## Required action
Write out the stretch of lines below that begins at the line with "pub fn new(dataset: Arc<D>, metadata: Arc<M>, network: Arc<S>)" and ends at the line with "drop(locks);", including both, exactly as given and nothing more.

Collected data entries
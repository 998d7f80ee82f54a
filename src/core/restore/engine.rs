// src/core/restore/engine.rs

//! Pulls a remote dataset@snapshot back onto this node and, for jail/VM
//! destinations, reconciles the guest's own metadata through the narrow
//! [`GuestMetadataBuilder`]/[`NetworkSync`] capabilities rather than parsing
//! `jail.json`/`vm.json` here. That keeps this engine free of hypervisor
//! specifics; see [`crate::core::capability`].

use crate::core::capability::{GuestMetadataBuilder, NetworkSync};
use crate::core::dataset::{Dataset, SshEndpoint};
use crate::core::errors::{FleetError, FleetResult};
use crate::core::model::{BackupTarget, GuestType};
use parking_lot::Mutex;
use std::collections::HashSet;
use std::sync::Arc;

const RESTORING_SUFFIX: &str = ".restoring";
const DESTROY_RETRIES: u32 = 5;
const DESTROY_RETRY_DELAY_MS: u64 = 500;

#[derive(Debug, Clone)]
pub struct RestoreRequest {
    pub remote_dataset: String,
    pub snapshot: String,
    pub destination_dataset: String,
}

/// FNV-1a, 32-bit: a small, dependency-free hash good enough to turn a
/// dataset path into a lock-table key.
pub fn fnv1a32(input: &str) -> u32 {
    const OFFSET_BASIS: u32 = 0x811c9dc5;
    const PRIME: u32 = 0x01000193;
    input.bytes().fold(OFFSET_BASIS, |hash, byte| (hash ^ byte as u32).wrapping_mul(PRIME))
}

pub struct RestoreEngine<D: Dataset, M: GuestMetadataBuilder, S: NetworkSync> {
    dataset: Arc<D>,
    metadata: Arc<M>,
    network: Arc<S>,
    locks: Mutex<HashSet<u32>>,
}

struct LockGuard<'a> {
    locks: &'a Mutex<HashSet<u32>>,
    key: u32,
}

impl Drop for LockGuard<'_> {
    fn drop(&mut self) {
        self.locks.lock().remove(&self.key);
    }
}

impl<D, M, S> RestoreEngine<D, M, S>
where
    D: Dataset + 'static,
    M: GuestMetadataBuilder + 'static,
    S: NetworkSync + 'static,
{
    /// Runs `run` on a spawned task and swallows a panic instead of letting
    /// it unwind into the durable-queue worker loop: a restore is
    /// destructive and must never be retried after a partial, panicked run.
    pub async fn run_guarded(
        self: Arc<Self>,
        req: RestoreRequest,
        target: BackupTarget,
        known_backup_roots: Vec<String>,
    ) -> FleetResult<()> {
        let handle = tokio::spawn(async move { self.run(&req, &target, &known_backup_roots).await });
        match handle.await {
            Ok(result) => result,
            Err(join_err) => {
                tracing::error!(error = %join_err, "restore handler panicked; treating as terminal, not retrying");
                Ok(())
            }
        }
    }
}

impl<D: Dataset, M: GuestMetadataBuilder, S: NetworkSync> RestoreEngine<D, M, S> {
    pub fn new(dataset: Arc<D>, metadata: Arc<M>, network: Arc<S>) -> Self {
        Self {
            dataset,
            metadata,
            network,
            locks: Mutex::new(HashSet::new()),
        }
    }

    fn acquire(&self, destination_dataset: &str) -> FleetResult<LockGuard<'_>> {
        let key = fnv1a32(destination_dataset);
        let mut locks = self.locks.lock();
        if !locks.insert(key) {
            return Err(FleetError::Internal("restore already in progress for this destination".into()));
        }
        drop(locks);
        Ok(LockGuard { locks: &self.locks, key })
    }

    /// Runs `req` against `target`'s SSH identity. `known_backup_roots` is
    /// every enabled target's `backup_root`, used to reject a destination
    /// that would self-ingest from a backup root.
    pub async fn run(
        &self,
        req: &RestoreRequest,
        target: &BackupTarget,
        known_backup_roots: &[String],
    ) -> FleetResult<()> {
        let _guard = self.acquire(&req.destination_dataset)?;
        self.validate_destination(&req.destination_dataset, known_backup_roots)?;

        let endpoint = SshEndpoint {
            user: "root".into(),
            host: target.ssh_host.clone(),
            port: target.ssh_port,
            key_path: target.ssh_key_path.clone(),
        };

        let resolved_source = self.resolve_snapshot_source(req, &endpoint).await?;

        let restoring_path = format!("{}{RESTORING_SUFFIX}", req.destination_dataset);
        self.destroy_with_retries(&restoring_path).await;

        self.dataset
            .pull(&resolved_source, &req.snapshot, &endpoint, &restoring_path)
            .await?;

        let backup_dataset = self.swap_in_restored_dataset(&req.destination_dataset, &restoring_path).await?;

        self.dataset.set_property(&req.destination_dataset, "readonly", "off").await?;
        self.dataset.set_property(&req.destination_dataset, "canmount", "on").await?;
        self.dataset.set_property(&req.destination_dataset, "mountpoint", "inherit").await?;
        self.dataset.mount(&req.destination_dataset).await?;

        let reconcile = self.reconcile_guest(&req.destination_dataset).await;
        match (reconcile, backup_dataset) {
            (Ok(()), Some(backup)) => {
                self.dataset.destroy(&backup, None).await?;
                Ok(())
            }
            (Ok(()), None) => Ok(()),
            (Err(e), Some(backup)) => {
                let _ = self.dataset.rename(&req.destination_dataset, &restoring_path, None).await;
                let _ = self.dataset.rename(&backup, &req.destination_dataset, None).await;
                Err(e)
            }
            (Err(e), None) => Err(e),
        }
    }

    fn validate_destination(&self, destination_dataset: &str, known_backup_roots: &[String]) -> FleetResult<()> {
        if destination_dataset.contains('@') || !destination_dataset.contains('/') {
            return Err(FleetError::DestinationDatasetInvalid);
        }
        if known_backup_roots.iter().any(|root| destination_dataset.starts_with(root.as_str())) {
            return Err(FleetError::RemoteDatasetOutsideBackupRoot);
        }
        Ok(())
    }

    /// Lists the remote parent (recursively, which also covers lineage
    /// siblings) and resolves which dataset actually carries the requested
    /// snapshot.
    async fn resolve_snapshot_source(&self, req: &RestoreRequest, endpoint: &SshEndpoint) -> FleetResult<String> {
        if req.snapshot.trim().is_empty() {
            return Err(FleetError::SnapshotRequired);
        }
        let Some((parent, _)) = req.remote_dataset.rsplit_once('/') else {
            return Ok(req.remote_dataset.clone());
        };
        let listing = self.dataset.list_snapshots(parent, Some(endpoint)).await?;
        let mut by_dataset: std::collections::BTreeMap<String, Vec<crate::core::dataset::SnapshotInfo>> =
            std::collections::BTreeMap::new();
        for snap in listing {
            by_dataset.entry(snap.dataset.clone()).or_default().push(snap);
        }
        let siblings: Vec<(String, Vec<crate::core::dataset::SnapshotInfo>)> = by_dataset.into_iter().collect();

        crate::core::backup::lineage::resolve_snapshot_owner(&req.remote_dataset, &req.snapshot, &siblings)
            .map(str::to_string)
            .ok_or(FleetError::SnapshotNotFoundOnTarget)
    }

    async fn destroy_with_retries(&self, dataset: &str) {
        for attempt in 0..DESTROY_RETRIES {
            match self.dataset.destroy(dataset, None).await {
                Ok(()) => return,
                Err(_) if attempt + 1 < DESTROY_RETRIES => {
                    tokio::time::sleep(std::time::Duration::from_millis(DESTROY_RETRY_DELAY_MS)).await;
                }
                Err(_) => return,
            }
        }
    }

    /// Renames the live `destination_dataset` out of the way (if present)
    /// and swings `restoring_path` into its place, rolling back on failure.
    /// Returns the backup-dataset name when one was created.
    async fn swap_in_restored_dataset(
        &self,
        destination_dataset: &str,
        restoring_path: &str,
    ) -> FleetResult<Option<String>> {
        let ns = chrono::Utc::now().timestamp_nanos_opt().unwrap_or_default();
        let backup_dataset = format!("{destination_dataset}.pre_restore_{ns}");

        let existed = self.dataset.rename(destination_dataset, &backup_dataset, None).await.is_ok();

        match self.dataset.rename(restoring_path, destination_dataset, None).await {
            Ok(()) => Ok(existed.then_some(backup_dataset)),
            Err(_) => {
                if existed {
                    let _ = self.dataset.rename(&backup_dataset, destination_dataset, None).await;
                }
                Err(FleetError::RenameRestoreFailed)
            }
        }
    }

    async fn reconcile_guest(&self, destination_dataset: &str) -> FleetResult<()> {
        let Some((guest_type, guest_id)) = classify_guest_suffix(destination_dataset) else {
            return Ok(());
        };
        let metadata = self.load_guest_metadata(guest_type, destination_dataset).await?;
        self.metadata.create_config(guest_type, &metadata).await?;
        self.network.sync_standard_switches(guest_type, guest_id).await?;
        Ok(())
    }

    /// Reads the restored dataset's own `.sylve/jail.json` (jail) or
    /// `.sylve/vm.json` (VM), the metadata that travelled alongside the
    /// snapshot, rather than fabricating a stand-in. `dataset` is merged in
    /// so a metadata builder can still recover the destination even if the
    /// file predates that field.
    async fn load_guest_metadata(&self, guest_type: GuestType, destination_dataset: &str) -> FleetResult<serde_json::Value> {
        let mountpoint = self.dataset.mountpoint(destination_dataset).await?;
        let file_name = match guest_type {
            GuestType::Jail => "jail.json",
            GuestType::Vm => "vm.json",
        };
        let path = std::path::Path::new(&mountpoint).join(".sylve").join(file_name);
        let bytes = tokio::fs::read(&path)
            .await
            .map_err(|e| FleetError::Internal(format!("reading {}: {e}", path.display())))?;
        let mut metadata: serde_json::Value = serde_json::from_slice(&bytes)?;
        if let serde_json::Value::Object(ref mut map) = metadata {
            map.entry("dataset").or_insert_with(|| serde_json::Value::String(destination_dataset.to_string()));
        }
        Ok(metadata)
    }
}

fn classify_guest_suffix(destination_dataset: &str) -> Option<(GuestType, u64)> {
    let mut segments = destination_dataset.rsplit('/');
    let id = segments.next()?.parse::<u64>().ok()?;
    match segments.next()? {
        "jails" => Some((GuestType::Jail, id)),
        "virtual-machines" => Some((GuestType::Vm, id)),
        _ => None,
    }
}

#[cfg(test)]
mod tests {
    use super::*;
    use crate::core::dataset::mock::MockDataset;

    struct MockMetadataBuilder {
        calls: Mutex<Vec<GuestType>>,
    }

    #[async_trait::async_trait]
    impl GuestMetadataBuilder for MockMetadataBuilder {
        async fn create_config(&self, guest_type: GuestType, _metadata: &serde_json::Value) -> FleetResult<()> {
            self.calls.lock().push(guest_type);
            Ok(())
        }
    }

    struct MockNetworkSync;

    #[async_trait::async_trait]
    impl NetworkSync for MockNetworkSync {
        async fn sync_standard_switches(&self, _guest_type: GuestType, _guest_id: u64) -> FleetResult<()> {
            Ok(())
        }
    }

    fn target() -> BackupTarget {
        BackupTarget {
            id: 1,
            name: "nas".into(),
            ssh_host: "10.0.0.9".into(),
            ssh_port: 22,
            ssh_key: None,
            ssh_key_path: Some("/root/.ssh/id_cluster".into()),
            backup_root: "tank/backups".into(),
            enabled: true,
            create_backup_root: false,
            description: String::new(),
        }
    }

    #[test]
    fn fnv1a32_is_deterministic_and_distinguishes_inputs() {
        assert_eq!(fnv1a32("zroot/sylve/jails/105"), fnv1a32("zroot/sylve/jails/105"));
        assert_ne!(fnv1a32("zroot/sylve/jails/105"), fnv1a32("zroot/sylve/jails/106"));
    }

    #[test]
    fn classifies_jail_and_vm_suffixes() {
        assert_eq!(classify_guest_suffix("zroot/bk/jails/105"), Some((GuestType::Jail, 105)));
        assert_eq!(
            classify_guest_suffix("zroot/bk/virtual-machines/7"),
            Some((GuestType::Vm, 7))
        );
        assert_eq!(classify_guest_suffix("zroot/bk/datasets/misc"), None);
    }

    #[tokio::test]
    async fn rejects_destination_overlapping_a_backup_root() {
        let dataset = Arc::new(MockDataset::default());
        let metadata = Arc::new(MockMetadataBuilder { calls: Mutex::new(vec![]) });
        let network = Arc::new(MockNetworkSync);
        let engine = RestoreEngine::new(dataset, metadata, network);
        let req = RestoreRequest {
            remote_dataset: "zroot/bk/jails/105".into(),
            snapshot: "zelta_2026-02-18_12.00.00".into(),
            destination_dataset: "tank/backups/jails/105".into(),
        };
        let err = engine
            .run(&req, &target(), &["tank/backups".to_string()])
            .await
            .unwrap_err();
        assert!(matches!(err, FleetError::RemoteDatasetOutsideBackupRoot));
    }

    #[tokio::test]
    async fn restores_into_destination_and_reconciles_jail_guest() {
        let dataset = Arc::new(MockDataset::default());
        dataset.snapshots.lock().insert(
            "zroot/bk/jails".into(),
            vec![crate::core::dataset::SnapshotInfo {
                dataset: "zroot/bk/jails/105".into(),
                short_name: "zelta_2026-02-18_12.00.00".into(),
                created_at: chrono::Utc::now(),
            }],
        );
        let mount_dir = tempfile::tempdir().unwrap();
        std::fs::create_dir_all(mount_dir.path().join(".sylve")).unwrap();
        std::fs::write(
            mount_dir.path().join(".sylve").join("jail.json"),
            serde_json::to_vec(&serde_json::json!({ "ctid": 105, "name": "web" })).unwrap(),
        )
        .unwrap();
        dataset
            .mountpoints
            .lock()
            .insert("zroot/sylve/jails/105".into(), mount_dir.path().to_string_lossy().into_owned());
        let metadata = Arc::new(MockMetadataBuilder { calls: Mutex::new(vec![]) });
        let network = Arc::new(MockNetworkSync);
        let engine = RestoreEngine::new(dataset.clone(), metadata.clone(), network);
        let req = RestoreRequest {
            remote_dataset: "zroot/bk/jails/105".into(),
            snapshot: "zelta_2026-02-18_12.00.00".into(),
            destination_dataset: "zroot/sylve/jails/105".into(),
        };
        engine.run(&req, &target(), &["tank/backups".to_string()]).await.unwrap();
        assert_eq!(metadata.calls.lock().as_slice(), &[GuestType::Jail]);
        assert_eq!(dataset.mounted.lock().as_slice(), &["zroot/sylve/jails/105".to_string()]);
    }

    #[tokio::test]
    async fn concurrent_restore_to_same_destination_is_rejected() {
        let dataset = Arc::new(MockDataset::default());
        let metadata = Arc::new(MockMetadataBuilder { calls: Mutex::new(vec![]) });
        let network = Arc::new(MockNetworkSync);
        let engine = RestoreEngine::new(dataset, metadata, network);
        let _held = engine.acquire("zroot/sylve/jails/105").unwrap();
        let req = RestoreRequest {
            remote_dataset: "zroot/bk/jails/105".into(),
            snapshot: "zelta_2026-02-18_12.00.00".into(),
            destination_dataset: "zroot/sylve/jails/105".into(),
        };
        let err = engine.run(&req, &target(), &[]).await.unwrap_err();
        assert!(matches!(err, FleetError::Internal(_)));
    }
}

## Solution to this exercise
    pub fn new(dataset: Arc<D>, metadata: Arc<M>, network: Arc<S>) -> Self {
        Self {
            dataset,
            metadata,
            network,
            locks: Mutex::new(HashSet::new()),
        }
    }

    fn acquire(&self, destination_dataset: &str) -> FleetResult<LockGuard<'_>> {
        let key = fnv1a32(destination_dataset);
        let mut locks = self.locks.lock();
        if !locks.insert(key) {
            return Err(FleetError::Internal("restore already in progress for this destination".into()));
        }
        drop(locks);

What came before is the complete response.